C’était aussi l’occasion de rencontrer d’autres artistes et chercheurs de divers horizons, qui proposaient des perspectives intéressantes sur le lien entre l’art, les droits humains et la justice sociale. J’espérais retirer de cette expérience la possibilité d’explorer comment l’art peut s’engager activement dans ces enjeux, tant dans la pratique que dans le dialogue.
Pourrais-tu nous donner un exemple d’une visite ou d’une discussion qui t’as permis d’approfondir ta compréhension du contenu du cours?
Ana : Je ne pense pas qu'il s'agisse d'une seule visite ou discussion. C’est toute la semaine m’a permis de comprendre à quel point les arts, les droits humains et la justice sociale sont liés, à travers nos discussions lors des sorties, les présentations des conférenciers et les visites de musées. C’est la combinaison de toutes ces expériences qui m’a vraiment permis de comprendre les concepts abordés dans le cours.

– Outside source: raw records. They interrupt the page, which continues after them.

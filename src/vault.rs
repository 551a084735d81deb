//! Credential vault: AES-256-GCM encryption and display masking of secrets.
//!
//! Stored values have the layout `<ivHex>:<cipherHex>` where the IV is a
//! fresh random 16 bytes per call and the ciphertext carries the GCM tag.

use aes_gcm::aead::consts::U16;
use aes_gcm::aead::generic_array::GenericArray;
use aes_gcm::aead::{Aead, KeyInit};
use aes_gcm::aes::Aes256;
use aes_gcm::{AesGcm, Nonce};
use rand::RngCore;
use secrecy::{ExposeSecret, SecretString};

use crate::config::VaultConfig;
use crate::error::VaultError;

/// AES-256 key size in bytes.
pub const KEY_SIZE: usize = 32;
/// IV size in bytes; hex-encoded it is 32 characters.
pub const IV_SIZE: usize = 16;
const TAG_SIZE: usize = 16;

const MASK: &str = "***";
const MASK_PREFIX: usize = 8;
const MASK_SUFFIX: usize = 4;

type VaultCipher = AesGcm<Aes256, U16>;

/// Key material right-padded with `'0'` or truncated to exactly 32 bytes.
fn normalize_key(material: &str) -> [u8; KEY_SIZE] {
    let mut key = [b'0'; KEY_SIZE];
    let bytes = material.as_bytes();
    let n = bytes.len().min(KEY_SIZE);
    key[..n].copy_from_slice(&bytes[..n]);
    key
}

/// Display form of a secret: the first 8 and last 4 characters.
pub fn mask(secret: &str) -> String {
    let len = secret.chars().count();
    if len <= MASK_PREFIX {
        return MASK.to_string();
    }
    let prefix: String = secret.chars().take(MASK_PREFIX).collect();
    let suffix: String = secret.chars().skip(len.saturating_sub(MASK_SUFFIX)).collect();
    format!("{prefix}{MASK}{suffix}")
}

/// Whether `value` has the stored-secret layout. Does not check the key.
pub fn is_encrypted(value: &str) -> bool {
    let Some((iv, cipher)) = value.split_once(':') else {
        return false;
    };
    let is_hex = |s: &str| s.bytes().all(|b| b.is_ascii_hexdigit());
    iv.len() == IV_SIZE * 2
        && is_hex(iv)
        && cipher.len() >= TAG_SIZE * 2
        && cipher.len() % 2 == 0
        && is_hex(cipher)
}

pub struct CredentialVault {
    cipher: VaultCipher,
}

impl std::fmt::Debug for CredentialVault {
    fn fmt(&self, f: &mut std::fmt::Formatter<'_>) -> std::fmt::Result {
        f.debug_struct("CredentialVault")
            .field("key", &"[REDACTED]")
            .finish()
    }
}

impl CredentialVault {
    pub fn new(key_material: &SecretString) -> Result<Self, VaultError> {
        let material = key_material.expose_secret();
        if material.trim().is_empty() {
            return Err(VaultError::EmptyKey);
        }
        if material.len() < KEY_SIZE {
            tracing::warn!("ENCRYPTION_KEY is shorter than 32 bytes and will be zero-padded");
        }
        let key = normalize_key(material);
        Ok(Self {
            cipher: VaultCipher::new(GenericArray::from_slice(&key)),
        })
    }

    pub fn from_config(config: &VaultConfig) -> Result<Self, VaultError> {
        Self::new(&config.encryption_key)
    }

    /// Encrypt a secret into `ivHex:cipherHex`.
    pub fn encrypt(&self, plaintext: &str) -> Result<String, VaultError> {
        let mut iv = [0u8; IV_SIZE];
        rand::thread_rng().fill_bytes(&mut iv);
        let ciphertext = self
            .cipher
            .encrypt(Nonce::<U16>::from_slice(&iv), plaintext.as_bytes())
            .map_err(|_| VaultError::Encrypt("AES-GCM encryption failed".to_string()))?;
        Ok(format!("{}:{}", hex::encode(iv), hex::encode(ciphertext)))
    }

    /// Decrypt a stored value. Fails on malformed input, a different key, or
    /// tampered ciphertext.
    pub fn decrypt(&self, stored: &str) -> Result<SecretString, VaultError> {
        let parts: Vec<&str> = stored.split(':').collect();
        let [iv_hex, cipher_hex] = parts.as_slice() else {
            return Err(VaultError::Decrypt(format!(
                "expected 'iv:ciphertext', found {} part(s)",
                parts.len()
            )));
        };
        let iv = hex::decode(iv_hex)
            .map_err(|e| VaultError::Decrypt(format!("IV is not valid hex: {e}")))?;
        if iv.len() != IV_SIZE {
            return Err(VaultError::Decrypt(format!(
                "IV must be {IV_SIZE} bytes, got {}",
                iv.len()
            )));
        }
        let ciphertext = hex::decode(cipher_hex)
            .map_err(|e| VaultError::Decrypt(format!("ciphertext is not valid hex: {e}")))?;
        let plaintext = self
            .cipher
            .decrypt(Nonce::<U16>::from_slice(&iv), ciphertext.as_slice())
            .map_err(|_| {
                VaultError::Decrypt("authentication failed (wrong key or tampered data)".to_string())
            })?;
        let plaintext = String::from_utf8(plaintext)
            .map_err(|_| VaultError::Decrypt("plaintext is not UTF-8".to_string()))?;
        Ok(SecretString::from(plaintext))
    }
}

Van, qu’est-ce qui t’a le plus marqué à Séville dans le cadre de ton travail? Ce lieu était-il approprié pour ce type de programme?
Van : C’était presque surréaliste de discuter de colonialisme à quelques pas de l’endroit où Colomb s’était préparé à mettre les voiles vers les « Amériques » — ou, plus précisément, où l’idée de trouver une nouvelle route vers l’Inde a été vendue à la couronne espagnole, et où l’ordre avait ensuite été donné de revendiquer toutes les terres « vides » au nom du roi.

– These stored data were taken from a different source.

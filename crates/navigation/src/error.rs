//! Error types for loading navigation trees and views.
//!
//! Tree operations themselves never fail; these errors only arise at the
//! edges where files are read or templates are compiled.

use std::path::PathBuf;

use thiserror::Error;

/// Navigation errors.
#[derive(Debug, Error)]
pub enum NavigationError {
    #[error("failed to read {path}")]
    Io {
        path: PathBuf,
        #[source]
        source: std::io::Error,
    },

    #[error("invalid YAML navigation tree")]
    Yaml(#[from] serde_yml::Error),

    #[error("invalid TOML navigation tree")]
    Toml(#[from] toml::de::Error),

    #[error("invalid JSON navigation tree")]
    Json(#[from] serde_json::Error),

    #[error("unsupported navigation file format: {0}")]
    UnsupportedFormat(String),

    #[error("invalid navigation tree: {0}")]
    InvalidTree(String),

    #[error("template directory is not valid UTF-8: {}", .0.display())]
    TemplateDir(PathBuf),

    #[error("template error: {0}")]
    Template(#[from] tera::Error),
}

/// Result type alias using NavigationError.
pub type NavigationResult<T> = Result<T, NavigationError>;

Séville est aussi une ville très artistique qui abrite de magnifiques exemples des plus belles créations de la région. Il était toutefois étrange de voir ces cathédrales gigantesques et ces jardins somptueux, aussi beaux et impressionnants soient-ils, sachant qu'ils ont été rendus possibles grâce à l'asservissement et à l'esclavage.
Sur une note plus positive, Séville est aussi le lieu de naissance de Bartolomé de las Casas, un contemporain important de Christophe Colomb qui a défendu les droits des Peuples Autochtones. En fait, beaucoup de chercheurs le considèrent comme un pionnier de la pensée des droits humains internationaux. En ce sens, Séville est non seulement un lieu approprié pour le cours, mais peut-être le meilleur endroit possible pour réfléchir à la manière de commencer à réparer les dommages qui, à bien des égards, ont commencé là -bas.

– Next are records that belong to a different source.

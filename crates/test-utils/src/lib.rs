//! sitenav test utilities.
//!
//! Helpers for integration testing: fixture trees, views that record what
//! they were asked to render, and assertion helpers for trees.

use std::cell::RefCell;

use serde_json::{Value, json};
use sitenav::{Navigation, Page};

/// Build a page with a title and URL.
pub fn page(title: &str, url: &str) -> Page {
    Page::new(url).with_title(title)
}

/// A small site:
///
/// ```text
/// Home      /          priority 0
/// Docs      /docs      priority 2
///   Guide   /docs/guide
///     Home  /docs/guide/home
///   API     /docs/api
/// Blog      /blog      priority 1
/// Admin     /admin     priority 3, permission "access admin"
///   Users   /admin/users
/// ```
pub fn sample_navigation() -> Navigation {
    let mut nav = Navigation::new();
    nav.add_page(page("Home", "/"));
    nav.add_page(
        page("Docs", "/docs")
            .with_priority(2)
            .with_page(
                page("Guide", "/docs/guide").with_page(page("Home", "/docs/guide/home")),
            )
            .with_page(page("API", "/docs/api")),
    );
    nav.add_page(page("Blog", "/blog").with_priority(1));
    nav.add_page(
        page("Admin", "/admin")
            .with_priority(3)
            .with_permission("access admin")
            .with_page(page("Users", "/admin/users")),
    );
    nav
}

/// Page records describing a site with a nested docs section, an
/// unsupported entry and a permission-guarded area.
pub fn sample_records() -> Vec<Value> {
    vec![
        json!({"title": "Home", "url": "/"}),
        json!({
            "title": "Docs",
            "url": "/docs",
            "priority": 2,
            "pages": [
                {"title": "Guide", "url": "/docs/guide"},
                {"title": "API", "url": "/docs/api", "priority": -1}
            ]
        }),
        json!(404),
        json!({"title": "Blog", "url": "/blog", "priority": 1}),
        json!({
            "title": "Admin",
            "url": "/admin",
            "priority": 3,
            "permission": "access admin",
            "pages": [{"title": "Users", "url": "/admin/users"}]
        }),
    ]
}

/// Flatten a tree into `(depth, url)` pairs in pre-order.
pub fn outline(pages: &[Page]) -> Vec<(usize, String)> {
    fn walk(pages: &[Page], depth: usize, out: &mut Vec<(usize, String)>) {
        for page in pages {
            out.push((depth, page.url().to_string()));
            walk(page.pages(), depth + 1, out);
        }
    }
    let mut out = Vec::new();
    walk(pages, 0, &mut out);
    out
}

/// URLs of every active page in the tree, in pre-order.
pub fn active_urls(pages: &[Page]) -> Vec<String> {
    let mut found = Vec::new();
    for page in pages {
        if page.is_active() {
            found.push(page.url().to_string());
        }
        found.extend(active_urls(page.pages()));
    }
    found
}

/// URLs of the given pages, one level only.
pub fn urls(pages: &[Page]) -> Vec<&str> {
    pages.iter().map(Page::url).collect()
}

/// A captured render call.
#[derive(Debug, Clone)]
pub struct RenderCall {
    pub template: String,
    pub pages: Vec<Page>,
}

/// View that records every render call and returns the top-level URLs
/// joined by commas.
#[derive(Debug, Default)]
pub struct RecordingView {
    calls: RefCell<Vec<RenderCall>>,
}

impl RecordingView {
    pub fn new() -> Self {
        Self::default()
    }

    /// All captured calls, oldest first.
    pub fn calls(&self) -> Vec<RenderCall> {
        self.calls.borrow().clone()
    }

    /// The most recent call, if any.
    pub fn last(&self) -> Option<RenderCall> {
        self.calls.borrow().last().cloned()
    }
}

impl sitenav::NavigationView for RecordingView {
    type Error = std::convert::Infallible;

    fn render(&self, pages: &[Page], template: &str) -> Result<String, Self::Error> {
        self.calls.borrow_mut().push(RenderCall {
            template: template.to_string(),
            pages: pages.to_vec(),
        });
        Ok(urls(pages).join(","))
    }
}

/// Error returned by [`FailingView`].
#[derive(Debug, Clone, PartialEq, Eq)]
pub struct ViewFailure(pub String);

/// View that always fails with the configured message.
#[derive(Debug, Clone)]
pub struct FailingView {
    pub message: String,
}

impl FailingView {
    pub fn new(message: &str) -> Self {
        Self {
            message: message.to_string(),
        }
    }
}

impl sitenav::NavigationView for FailingView {
    type Error = ViewFailure;

    fn render(&self, _pages: &[Page], _template: &str) -> Result<String, Self::Error> {
        Err(ViewFailure(self.message.clone()))
    }
}

/// Assertion helpers for navigation trees.
pub mod assert {
    use sitenav::Page;

    /// Assert that no page in the tree has the given URL.
    pub fn absent(pages: &[Page], url: &str) {
        let found = super::outline(pages).into_iter().any(|(_, u)| u == url);
        assert!(!found, "Expected '{url}' to be absent from the tree");
    }

    /// Assert that a page with the given URL exists somewhere in the tree.
    pub fn present(pages: &[Page], url: &str) {
        let found = super::outline(pages).into_iter().any(|(_, u)| u == url);
        assert!(found, "Expected '{url}' to be present in the tree");
    }

    /// Assert that a string contains a substring.
    pub fn contains(haystack: &str, needle: &str) {
        assert!(
            haystack.contains(needle),
            "Expected string to contain '{needle}'\nActual: {haystack}"
        );
    }

    /// Assert that `first` appears before `second` in a string.
    pub fn ordered(haystack: &str, first: &str, second: &str) {
        let a = haystack.find(first);
        let b = haystack.find(second);
        assert!(
            matches!((a, b), (Some(a), Some(b)) if a < b),
            "Expected '{first}' before '{second}'\nActual: {haystack}"
        );
    }
}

Ana, nous aimerions te poser la même question!
Ana : Ce qui m’a le plus marquée à Séville, c’est la culture, ainsi que la solidarité et les liens étroits qui unissent ses habitants. L'un de mes meilleurs souvenirs est lié à l'une des activités nocturnes recommandées par le programme, vers la fin du séjour. Ramon, l'organisateur principal et professeur à l'université de Séville, nous a emmenés dans un endroit incroyable, presque caché, où se réunissent les artistes locaux.
Ce qui rendait cet endroit si remarquable, c'était son authenticité : il n'était ni lissé ni mis en scène, il semblait réel, brut et vivant. Il s'inscrivait véritablement dans l'ambiance créative de la ville, avec de la musique, de l'art local, des événements et un fort sentiment d'appartenance. Cette expérience unique m'a profondément inspirée, car ce type de lien culturel est rare. Je souhaite intégrer cette expérience dans mon propre travail : créer des espaces qui favorisent l’identité et la communauté plutôt que l’isolement.
Si tu discutais avec d’autres étudiants qui envisagent de suivre ce programme, que leur dirais-tu pour les convaincre de s’y inscrire? Comment s’est passé ta semaine à Séville?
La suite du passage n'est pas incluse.